One of the recent class of nanoparticles investigated for chemotherapeutic use are metal-organic frameworks (MOFs) which are hybrid polymers that consist of metal ions or clusters and organic ligands. Here we evaluate in a preliminary way the potential of MOFs coupled to ergosterol peroxide against circulating forms of T. cruzi for the development of new treatment strategies for Chagas disease. T. cruzi, like most pathogenic fungi and yeasts, require specific sterols to maintain viability and proliferative capacity during their life, cycle and specific inhibitors of ergosterol bio-synthesis show antiproliferative capabilities against this parasite, both in vitro and in vivo (25), and we have shown the use of ergosterol peroxide as a compound with a structure similar to ergosterol which can be a good one anti-T. cruzi strategy, due to its selectivity for the plasmatic membrane of the parasite, can be ergosterol peroxide a very effective compound in the treatment of the acute phase of the disease by not showing adverse effects as those obtained with drugs established for the treatment of Chagas disease (17). There have been few studies where nano MOFs have been used in the treatment of infections with obligate intracellular parasites, within the most recent highlights the cytotoxic impacts of the MBMOF nanocomposites on promastigotes, intracellular amastigotes de Leishmania major (26).

Currently, great attention has been given to nanomaterials in the administration of drugs due to its highly adjustable shape, size and composition, due to the help of the ligands that can be added or to the increase of the permeability and the retention effect of the coupled compounds, what efficient therapy could achieve and eliminate the side effects of a particular drug (27). Due to their characteristics and the possible additional chemical functionalization, MOFs have attracted a growing interest in the biomedical field in recent years.
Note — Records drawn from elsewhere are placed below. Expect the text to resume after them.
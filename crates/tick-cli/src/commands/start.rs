//! `start` command: time a piece of work and log it on confirmation.

use std::io::{self, BufRead, Write};
use std::time::{Duration, Instant};

use anyhow::{Context as _, Result};
use tick_api::Transport;
use tick_core::NewEntry;
use tick_core::date::{format_date, today};

use crate::{Context, StartArgs, UsageError, prompt};

const CONFIRM_LABEL: &str = "     Press Enter to Submit Time: ";
const NOTE_LABEL: &str = "     Enter Note to Submit Time: ";

/// Waits for the user, then logs the time since `started` as today's entry.
///
/// The note is the message flag, else the current branch (both confirmed
/// with Enter), else whatever the user types.
pub async fn run<T, R, W, B>(
    writer: &mut W,
    input: &mut R,
    args: &StartArgs,
    started: Instant,
    context: Context<T>,
    current_branch: B,
) -> Result<()>
where
    T: Transport,
    R: BufRead,
    W: Write,
    B: FnOnce() -> Option<String>,
{
    let project_id = args.project.ok_or(UsageError::MissingProject)?;
    let task_id = args.task.ok_or(UsageError::MissingTask)?;

    let note = resolve_note(writer, input, args.message.as_deref(), current_branch)
        .context("failed to read note")?;
    let hours = elapsed_hours(started.elapsed());
    tracing::debug!(hours, %note, "work finished");

    let entry = NewEntry {
        project_id: Some(project_id),
        hours: Some(hours),
        date: Some(format_date(today())),
        task_id: Some(task_id),
        notes: Some(note),
    };

    let session = context.connect().await?;
    let response = session
        .create_entry(&entry)
        .await
        .context("failed to create entry")?;
    writeln!(writer, "{}", serde_json::to_string_pretty(&response)?)?;
    Ok(())
}

fn resolve_note<R, W, B>(
    writer: &mut W,
    input: &mut R,
    message: Option<&str>,
    current_branch: B,
) -> io::Result<String>
where
    R: BufRead,
    W: Write,
    B: FnOnce() -> Option<String>,
{
    if let Some(note) = message.map(str::to_string).or_else(current_branch) {
        writeln!(writer, "Working on: {note}")?;
        prompt::confirm(input, writer, CONFIRM_LABEL)?;
        return Ok(note);
    }
    prompt::ask(input, writer, NOTE_LABEL)
}

fn elapsed_hours(elapsed: Duration) -> f64 {
    elapsed.as_secs_f64() / 3600.0
}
The ideal trypanocidal agent must be selective and act on the intra and extracellular forms; quickly, to prevent the evolution towards the chronic phase; its pharmacodynamics must reach effective trypanocidal levels of drug concentration in blood plasma, in biological fluids and in tissues, and must not induce resistance of the parasite to medicament (28). Nevertheless, there are no suitable and effective drugs against the chronic phase, which represents a challenge and makes it necessary to have new alternatives for specific and safe treatment for this phase of the disease. Our results show that the use of MOFs-EP has an inhibitory effect on the circulating forms of T. cruzi similar to that previously observed with ergosterol peroxide (17), but with much lower doses of compound and it is not toxic to mammalian cells.
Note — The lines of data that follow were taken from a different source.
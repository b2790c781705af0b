//! Configuration loading and management.

use std::fmt;
use std::path::{Path, PathBuf};

use figment::Figment;
use figment::providers::{Env, Format, Serialized, Toml};
use serde::{Deserialize, Deserializer, Serialize};
use tick_core::{ApiUrls, Credentials, DEFAULT_BASE_URL};

/// Application configuration.
#[derive(Clone, Serialize, Deserialize)]
pub struct Config {
    /// Tick account username (`TICKSPOT_USERNAME`).
    #[serde(default, deserialize_with = "loose_text")]
    pub username: Option<String>,
    /// Tick account password (`TICKSPOT_PASSWORD`).
    #[serde(default, deserialize_with = "loose_text")]
    pub password: Option<String>,
    /// API host, without the `/api/v2` suffix.
    pub base_url: String,
}

impl fmt::Debug for Config {
    fn fmt(&self, f: &mut fmt::Formatter<'_>) -> fmt::Result {
        f.debug_struct("Config")
            .field("username", &self.username)
            .field("password", &self.password.as_ref().map(|_| "[REDACTED]"))
            .field("base_url", &self.base_url)
            .finish()
    }
}

impl Default for Config {
    fn default() -> Self {
        Self {
            username: None,
            password: None,
            base_url: DEFAULT_BASE_URL.to_string(),
        }
    }
}

impl Config {
    /// Loads configuration, optionally from a specific file.
    #[expect(
        clippy::result_large_err,
        reason = "figment::Error is large but only returned at startup"
    )]
    pub fn load_from(config_path: Option<&Path>) -> Result<Self, figment::Error> {
        let mut figment = Figment::from(Serialized::defaults(Self::default()));

        // Load from default config location
        if let Some(config_dir) = dirs_config_path() {
            figment = figment.merge(Toml::file(config_dir.join("config.toml")));
        }

        // Load from specified config file
        if let Some(path) = config_path {
            figment = figment.merge(Toml::file(path));
        }

        // Load from environment variables (TICKSPOT_*)
        figment = figment.merge(Env::prefixed("TICKSPOT_").ignore(&CREDENTIAL_KEYS));

        // Credentials are taken verbatim; `Env` would read `007` as the integer 7
        for key in CREDENTIAL_KEYS {
            if let Ok(value) = std::env::var(format!("TICKSPOT_{}", key.to_uppercase())) {
                figment = figment.merge(Serialized::default(key, value));
            }
        }

        figment.extract()
    }

    /// Credentials for the roles lookup.
    ///
    /// Unset values become empty strings; the server then rejects them as an
    /// authorization failure.
    pub fn credentials(&self) -> Credentials {
        Credentials::new(
            self.username.clone().unwrap_or_default(),
            self.password.clone().unwrap_or_default(),
        )
    }

    pub fn urls(&self) -> ApiUrls {
        ApiUrls::new(self.base_url.as_str())
    }
}

const CREDENTIAL_KEYS: [&str; 2] = ["username", "password"];

/// Reads a string, number or boolean as text, for credentials written
/// unquoted in `config.toml`.
fn loose_text<'de, D: Deserializer<'de>>(deserializer: D) -> Result<Option<String>, D::Error> {
    #[derive(Deserialize)]
    #[serde(untagged)]
    enum Loose {
        Text(String),
        Unsigned(u64),
        Signed(i64),
        Float(f64),
        Bool(bool),
    }

    Ok(
        Option::<Loose>::deserialize(deserializer)?.map(|value| match value {
            Loose::Text(text) => text,
            Loose::Unsigned(number) => number.to_string(),
            Loose::Signed(number) => number.to_string(),
            Loose::Float(number) => number.to_string(),
            Loose::Bool(flag) => flag.to_string(),
        }),
    )
}

/// Returns the platform-specific config directory for ticker.
///
/// On Linux: `~/.config/ticker`
pub fn dirs_config_path() -> Option<PathBuf> {
    dirs::config_dir().map(|p| p.join("ticker"))
}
One of the limitations of the study was the lack of a model to evaluate the effect of nano MOFs-EP against the intracellular form of the parasite, However, there is a good candidate for the treatment of Chagas disease in the acute phase, In addition, more tests should be performed with chronic phase models as well as adjusting the doses for use in this stage, in other words, it is necessary to develop a model that increases the selectivity for the infected tissues (especially necessary for the elimination of intracellular forms), mediated by a mechanism that facilitates the release of the compound in the cytoplasm and that also allows to reduce the total doses administered, which would be ideal to improve the results of current therapy against the disease.

Conclusion

These results open up the possibility of using MOFs-EP as a promising candidate for biomedical application in the treatment of Chagas disease, as a novel and efficient drug administration system. Nevertheless, complementary tests should be performed to analyze the side effects in the administration of these particles or its use in the coupling of previously established compounds for the treatment and improvement of the therapeutic result against Chagas disease, since the lack of treatment for this disease raises the need to seek effective solutions for this public health problem.

Acknowledgements

The authors are grateful for the technical assistance of Dra. Soledad Lagunes Castro. No financial support was received for this study.

Footnotes

Conflict of interests

The authors declare that they have no conflicts of interest.